• _Task goal_: Work out how many lines in the listing below include the word "MemoryAim". Give nothing but the number.
= Beginning of Section =
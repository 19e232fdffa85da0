//! Error type shared by every counting operation.

use thiserror::Error;

use crate::alloc::MemoryAim;
use crate::counter::State;

/// Errors raised by [`RainflowCounter`](crate::RainflowCounter).
///
/// The counter keeps a copy of the last error it raised, see
/// [`RainflowCounter::last_error`](crate::RainflowCounter::last_error).
#[derive(Debug, Clone, PartialEq, Error)]
pub enum Error {
    /// A parameter was rejected, e.g. a class count above the maximum or an
    /// unknown residual method.
    #[error("invalid argument: {0}")]
    InvalidArgument(String),

    /// The allocator could not provide the residue or matrix storage.
    #[error("allocation failure: {len} elements for {aim:?}")]
    AllocationFailure { aim: MemoryAim, len: usize },

    /// The operation is not legal in the counter's current state.
    #[error("{operation} not allowed in state {state:?}")]
    InvalidState {
        operation: &'static str,
        state: State,
    },

    /// A confirmed turning point did not fit into the residue.
    #[error("residue overflow: capacity {capacity} exhausted")]
    ResidueOverflow { capacity: usize },
}

impl Error {
    pub fn invalid_argument(message: impl Into<String>) -> Self {
        Self::InvalidArgument(message.into())
    }

    /// Whether raising this error moves the counter into [`State::Error`].
    ///
    /// Only state violations leave the lifecycle untouched.
    pub fn is_fatal(&self) -> bool {
        !matches!(self, Self::InvalidState { .. })
    }
}

pub type Result<T> = std::result::Result<T, Error>;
= End of Section =
• _Response box_: 2